Le attività investigative dei carabinieri si sono rivolte inizialmente su Angela Martella, la 58enne che proprio la sera del delitto aveva avuto un contatto telefonico con la vittima. A questo elemento si sono aggiunte le testimonianze di alcuni vicini che hanno raccontato ai carabinieri di aver visto tre persone aggirarsi quella notte nella zona. Non solo. Gli investigatori hanno accertato che il cellulare della Martella era proprio nella zona al momento dell’omicidio e aveva annoverato numerosi contatti con altri due numeri riconducibili a Esposito e Piccinni. Una volta avviate le intercettazioni telefoniche e ambientali, i carabinieri, guidati dal tenente colonnello Pasquale Montemurro, dal maggiore Francesco Mandia e dal tenente Giuseppe Boccia – coordinati dal pm Maria Consolata Moschettini – hanno raccolto diverse frasi che per il giudice hanno la valenza di una confessione, ma non solo. Per gli inquirenti anche i loro atteggiamenti sono indizi della loro responsabilità: nelle carte dell’inchiesta si legge che i tre sono “ossessionati nel ricercare servizi televisivi o giornalistici riferiti ali ‘omicidio, interesse che, proprio per il carattere insistente, esula da quello che normalmente potrebbe nutrire una persona estranea all’evento”. Ma c’è di più. In particolare le due donne, nei giorni immediatamente successivi all’omicidio “non solo manifestano interesse per le notizie che avrebbero potuto essere date al riguardo, ma, soprattutto, si dimostrano più volte preoccupate per la loro sorte, temendo e facendo chiaro riferimento alla possibilità di essere tratte in arresto”.

E infatti quando una pattuglia di carabinieri le ferma in auto per un normale controllo stradale, la prima frase pronunciata da una delle due è “n’annu beccate, n’annu beccate!”. Ci hanno prese.
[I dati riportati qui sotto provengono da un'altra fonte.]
use icu_normalizer::ComposingNormalizerBorrowed;

/// Split free-form parent input into spelling words.
///
/// Words are separated by commas or newlines. A token is kept only when it is
/// made of letters, optionally joined by single apostrophes or hyphens
/// ("don't", "well-known"). Tokens are NFC-normalized so that a composed and a
/// decomposed accent compare equal when the learner types them.
pub fn parse_word_list(input: &str) -> Vec<String> {
    let normalizer = ComposingNormalizerBorrowed::new_nfc();
    input
        .split([',', '\n', '\r'])
        .map(str::trim)
        .filter(|token| !token.is_empty())
        .map(|token| normalizer.normalize(token).into_owned())
        .filter(|token| is_spelling_word(token))
        .collect()
}

fn is_spelling_word(token: &str) -> bool {
    let mut prev_joiner = true;
    for ch in token.chars() {
        if ch.is_alphabetic() {
            prev_joiner = false;
        } else if ch == '\'' || ch == '-' {
            if prev_joiner {
                return false;
            }
            prev_joiner = true;
        } else {
            return false;
        }
    }
    !prev_joiner
}

#[cfg(test)]
mod tests {
    use super::*;

    #[test]
    fn test_splits_on_commas_and_newlines() {
        let words = parse_word_list("cat, dog\nbird,,\n  fish  ");
        assert_eq!(words, vec!["cat", "dog", "bird", "fish"]);
    }

    #[test]
    fn test_keeps_apostrophes_and_hyphens_between_letters() {
        let words = parse_word_list("don't, well-known, -bad, bad-, o''clock");
        assert_eq!(words, vec!["don't", "well-known"]);
    }

    #[test]
    fn test_rejects_digits_and_spaces() {
        let words = parse_word_list("abc1, two words, ok");
        assert_eq!(words, vec!["ok"]);
    }

    #[test]
    fn test_normalizes_decomposed_accents() {
        let words = parse_word_list("cafe\u{0301}");
        assert_eq!(words, vec!["caf\u{e9}"]);
    }
}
In diverse conversazioni telefoniche, inoltre, Patrizia Piccinni manifesta addirittura la volontà di costituirsi: “Cu venene (che vengano, ndr) Ehi mi sono rotto i coglioni sto aspettando proprio il giorno… adesso vado e mi consegno da sola”. Angela Martella, invece, appare disperata, come schiacciata dal rimorso: al telefono con i familiari, ignari di tutto, piange senza alcun motivo apparente e chiede di godere di quei giorni e di vedere i bambini. In un episodio mostra persino intenti suicidi affermando di volersi lanciare dal ponte del Ciolo. I militari dell’Arma scoprono inoltre che i tre, poco dopo il delitto, avrebbero distrutto le loro schede telefoniche.
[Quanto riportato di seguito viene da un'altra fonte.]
use std::fmt;

use serde::{Deserialize, Serialize};
use serde_json::{Map, Value};

use crate::engine::heatmap::HeatmapLevels;
use crate::engine::progress::WordProgress;
use crate::engine::progress_map::ProgressMap;
use crate::engine::selector::SelectionMode;
use crate::session::activity::ActivitySession;
use crate::session::policy::Activity;
use crate::words::WordList;

const SCHEMA_VERSION: u32 = 1;
const DEFAULT_WORD_COUNT: u32 = 5;

/// How many words a session draws from a list.
#[derive(Clone, Copy, Debug, PartialEq, Eq, Serialize, Deserialize)]
#[serde(try_from = "RawWordCount", into = "RawWordCount")]
pub enum WordCountOption {
    Count(u32),
    All,
}

#[derive(Serialize, Deserialize)]
#[serde(untagged)]
enum RawWordCount {
    Count(u32),
    Keyword(String),
}

impl TryFrom<RawWordCount> for WordCountOption {
    type Error = String;

    fn try_from(raw: RawWordCount) -> Result<Self, Self::Error> {
        match raw {
            RawWordCount::Count(n) => Ok(WordCountOption::Count(n)),
            RawWordCount::Keyword(k) if k == "all" => Ok(WordCountOption::All),
            RawWordCount::Keyword(k) => Err(format!("invalid word count: {k:?}")),
        }
    }
}

impl From<WordCountOption> for RawWordCount {
    fn from(option: WordCountOption) -> Self {
        match option {
            WordCountOption::Count(n) => RawWordCount::Count(n),
            WordCountOption::All => RawWordCount::Keyword("all".to_string()),
        }
    }
}

impl Default for WordCountOption {
    fn default() -> Self {
        WordCountOption::Count(DEFAULT_WORD_COUNT)
    }
}

impl fmt::Display for WordCountOption {
    fn fmt(&self, f: &mut fmt::Formatter<'_>) -> fmt::Result {
        match self {
            WordCountOption::Count(n) => write!(f, "{n}"),
            WordCountOption::All => f.write_str("all"),
        }
    }
}

impl WordCountOption {
    pub fn resolve(self, list_len: usize) -> usize {
        match self {
            WordCountOption::Count(n) => (n as usize).min(list_len),
            WordCountOption::All => list_len,
        }
    }
}

#[derive(Clone, Debug, PartialEq, Serialize, Deserialize)]
#[serde(rename_all = "camelCase")]
pub struct AppSettings {
    #[serde(default)]
    pub learn_word_count: WordCountOption,
    #[serde(default)]
    pub quiz_word_count: WordCountOption,
    #[serde(default)]
    pub heatmap_levels: HeatmapLevels,
    #[serde(flatten)]
    pub extra: Map<String, Value>,
}

impl Default for AppSettings {
    fn default() -> Self {
        Self {
            learn_word_count: WordCountOption::default(),
            quiz_word_count: WordCountOption::default(),
            heatmap_levels: HeatmapLevels::default(),
            extra: Map::new(),
        }
    }
}

/// Per-activity live letter feedback switches.
#[derive(Clone, Copy, Debug, Default, PartialEq, Eq, Serialize, Deserialize)]
#[serde(rename_all = "camelCase")]
pub struct HighlightModes {
    #[serde(default, skip_serializing_if = "Option::is_none")]
    pub practice: Option<bool>,
    #[serde(default, skip_serializing_if = "Option::is_none")]
    pub learn: Option<bool>,
    #[serde(default, skip_serializing_if = "Option::is_none")]
    pub quiz: Option<bool>,
    #[serde(default, skip_serializing_if = "Option::is_none")]
    pub missing_letters: Option<bool>,
}

impl HighlightModes {
    fn slot(&mut self, activity: Activity) -> &mut Option<bool> {
        match activity {
            Activity::Learn => &mut self.learn,
            Activity::Practice => &mut self.practice,
            Activity::Quiz => &mut self.quiz,
            Activity::MissingLetters => &mut self.missing_letters,
        }
    }

    pub fn is_on(&self, activity: Activity) -> bool {
        let value = match activity {
            Activity::Learn => self.learn,
            Activity::Practice => self.practice,
            Activity::Quiz => self.quiz,
            Activity::MissingLetters => self.missing_letters,
        };
        value.unwrap_or(false)
    }

    pub fn toggle(&mut self, activity: Activity) -> bool {
        let slot = self.slot(activity);
        let next = !slot.unwrap_or(false);
        *slot = Some(next);
        next
    }
}

#[derive(Clone, Debug, Default, PartialEq, Serialize, Deserialize)]
#[serde(rename_all = "camelCase")]
pub struct UserProfile {
    pub id: String,
    pub name: String,
    #[serde(default)]
    pub avatar: String,
    #[serde(default, skip_serializing_if = "Option::is_none")]
    pub pin: Option<String>,
    #[serde(default, skip_serializing_if = "Option::is_none")]
    pub theme: Option<String>,
    #[serde(default, skip_serializing_if = "Vec::is_empty")]
    pub deprioritized_lists: Vec<String>,
    #[serde(default, skip_serializing_if = "Option::is_none")]
    pub learn_word_count: Option<WordCountOption>,
    #[serde(default, skip_serializing_if = "Option::is_none")]
    pub quiz_word_count: Option<WordCountOption>,
    #[serde(default, skip_serializing_if = "Option::is_none")]
    pub practice_word_count: Option<WordCountOption>,
    #[serde(default, skip_serializing_if = "Option::is_none")]
    pub missing_letters_word_count: Option<WordCountOption>,
    #[serde(default)]
    pub highlight_modes: HighlightModes,
    #[serde(flatten)]
    pub extra: Map<String, Value>,
}

impl UserProfile {
    pub fn new(id: impl Into<String>, name: impl Into<String>) -> Self {
        Self {
            id: id.into(),
            name: name.into(),
            ..Self::default()
        }
    }

    /// The user's own count for an activity. Practice and Missing Letters
    /// reuse the learn count when unset.
    pub fn word_count_override(&self, activity: Activity) -> Option<WordCountOption> {
        match activity {
            Activity::Learn => self.learn_word_count,
            Activity::Quiz => self.quiz_word_count,
            Activity::Practice => self.practice_word_count.or(self.learn_word_count),
            Activity::MissingLetters => {
                self.missing_letters_word_count.or(self.learn_word_count)
            }
        }
    }
}

/// Household state as stored by the gateway (`data.json` / `/api/state`).
#[derive(Clone, Debug, Default, PartialEq, Serialize, Deserialize)]
#[serde(rename_all = "camelCase")]
pub struct AppState {
    #[serde(default)]
    pub word_lists: Vec<WordList>,
    #[serde(default)]
    pub progress: ProgressMap,
    #[serde(default)]
    pub active_list_id: Option<String>,
    #[serde(default)]
    pub settings: AppSettings,
    #[serde(default)]
    pub users: Vec<UserProfile>,
    #[serde(default)]
    pub current_user_id: Option<String>,
    #[serde(flatten)]
    pub extra: Map<String, Value>,
}

impl AppState {
    pub fn list(&self, list_id: &str) -> Option<&WordList> {
        self.word_lists.iter().find(|l| l.id == list_id)
    }

    pub fn user(&self, user_id: &str) -> Option<&UserProfile> {
        self.users.iter().find(|u| u.id == user_id)
    }

    pub fn user_mut(&mut self, user_id: &str) -> Option<&mut UserProfile> {
        self.users.iter_mut().find(|u| u.id == user_id)
    }

    pub fn add_list(&mut self, list: WordList) {
        self.word_lists.push(list);
    }

    /// Replace the list with the same id. Returns false when none matched.
    pub fn update_list(&mut self, list: WordList) -> bool {
        match self.word_lists.iter_mut().find(|l| l.id == list.id) {
            Some(slot) => {
                *slot = list;
                true
            }
            None => false,
        }
    }

    pub fn delete_list(&mut self, list_id: &str) {
        self.word_lists.retain(|l| l.id != list_id);
        if self.active_list_id.as_deref() == Some(list_id) {
            self.active_list_id = None;
        }
        self.progress.remove_list(list_id);
    }

    pub fn set_active_list(&mut self, list_id: Option<String>) {
        self.active_list_id = list_id;
    }

    pub fn record_progress(&mut self, user_id: Option<&str>, progress: WordProgress) {
        self.progress.record(user_id, progress);
    }

    pub fn add_user(&mut self, user: UserProfile) {
        self.users.push(user);
    }

    pub fn delete_user(&mut self, user_id: &str) {
        self.users.retain(|u| u.id != user_id);
        if self.current_user_id.as_deref() == Some(user_id) {
            self.current_user_id = None;
        }
        self.progress.remove_user(user_id);
    }

    pub fn set_current_user(&mut self, user_id: Option<String>) {
        self.current_user_id = user_id;
    }

    pub fn clear_user_progress(&mut self, user_id: &str) {
        self.progress.clear_user(user_id, &self.word_lists);
    }

    pub fn update_settings(&mut self, update: impl FnOnce(&mut AppSettings)) {
        update(&mut self.settings);
    }

    /// Word count for an activity: user override, then household settings.
    /// Practice and Missing Letters have no household setting and use
    /// `fallback` instead.
    pub fn word_count(
        &self,
        user_id: Option<&str>,
        activity: Activity,
        fallback: WordCountOption,
    ) -> WordCountOption {
        let user_override = user_id
            .and_then(|id| self.user(id))
            .and_then(|u| u.word_count_override(activity));
        user_override.unwrap_or(match activity {
            Activity::Learn => self.settings.learn_word_count,
            Activity::Quiz => self.settings.quiz_word_count,
            Activity::Practice | Activity::MissingLetters => fallback,
        })
    }

    pub fn highlight_on(&self, user_id: Option<&str>, activity: Activity) -> bool {
        user_id
            .and_then(|id| self.user(id))
            .is_some_and(|u| u.highlight_modes.is_on(activity))
    }
}

/// In-progress activity run, persisted so a run survives a restart.
#[derive(Clone, Debug, Serialize, Deserialize)]
pub struct ActiveSessionData {
    pub schema_version: u32,
    #[serde(default)]
    pub user_id: Option<String>,
    #[serde(default)]
    pub selection: SelectionMode,
    pub session: Option<ActivitySession>,
}

impl Default for ActiveSessionData {
    fn default() -> Self {
        Self {
            schema_version: SCHEMA_VERSION,
            user_id: None,
            selection: SelectionMode::default(),
            session: None,
        }
    }
}

impl ActiveSessionData {
    pub fn new(user_id: Option<&str>, selection: SelectionMode, session: ActivitySession) -> Self {
        Self {
            schema_version: SCHEMA_VERSION,
            user_id: user_id.map(str::to_string),
            selection,
            session: Some(session),
        }
    }

    /// Check if loaded data has a stale schema version and needs reset.
    pub fn needs_reset(&self) -> bool {
        self.schema_version != SCHEMA_VERSION
    }
}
In merito al movente, il gip scrive che le indagini fino ad ora svolte non hanno consentito di accertare quanto denaro la vittima custodisse in casa, ma è possibile che – come testimoniato da diversi testimoni e dagli accertamenti svolti dagli investigatori – si tratti di “una somma non di poco conto”. Di quel denaro, Montinaro, aveva parlato a molti ed è possibile che la vicenda sia arrivata anche all’orecchio dei tre indagati che con la scusa di un incontro volessero rapinarlo. Le cose, però, sono andate evidentemente nel peggiore dei modi. È proprio una di loro ad ammetterlo al telefono: “È vero che abbiamo fatto una fesseria per migliorare la vita, ma abbiamo peggiorato la vita”.